Your objective: Could you write out, word for word, each line from the one containing "filename crates/core/src/acquisition/domain/mod.rs" to the last line of the data below, both included and nothing more?

*** Opening Available records ***

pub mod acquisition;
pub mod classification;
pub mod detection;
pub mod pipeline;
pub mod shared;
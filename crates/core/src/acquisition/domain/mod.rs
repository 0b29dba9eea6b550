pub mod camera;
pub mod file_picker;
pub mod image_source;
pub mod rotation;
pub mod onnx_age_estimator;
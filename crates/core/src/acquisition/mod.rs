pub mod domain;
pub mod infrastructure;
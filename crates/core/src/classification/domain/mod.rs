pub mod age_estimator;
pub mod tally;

*** Closing Available records ***

Completed task:
filename crates/core/src/acquisition/domain/mod.rs
repository 0b29dba9eea6b550
pub mod camera;
pub mod file_picker;
pub mod image_source;
pub mod rotation;
pub mod onnx_age_estimator;
filename crates/core/src/acquisition/mod.rs
pub mod domain;
pub mod infrastructure;
filename crates/core/src/classification/domain/mod.rs
pub mod age_estimator;
pub mod tally;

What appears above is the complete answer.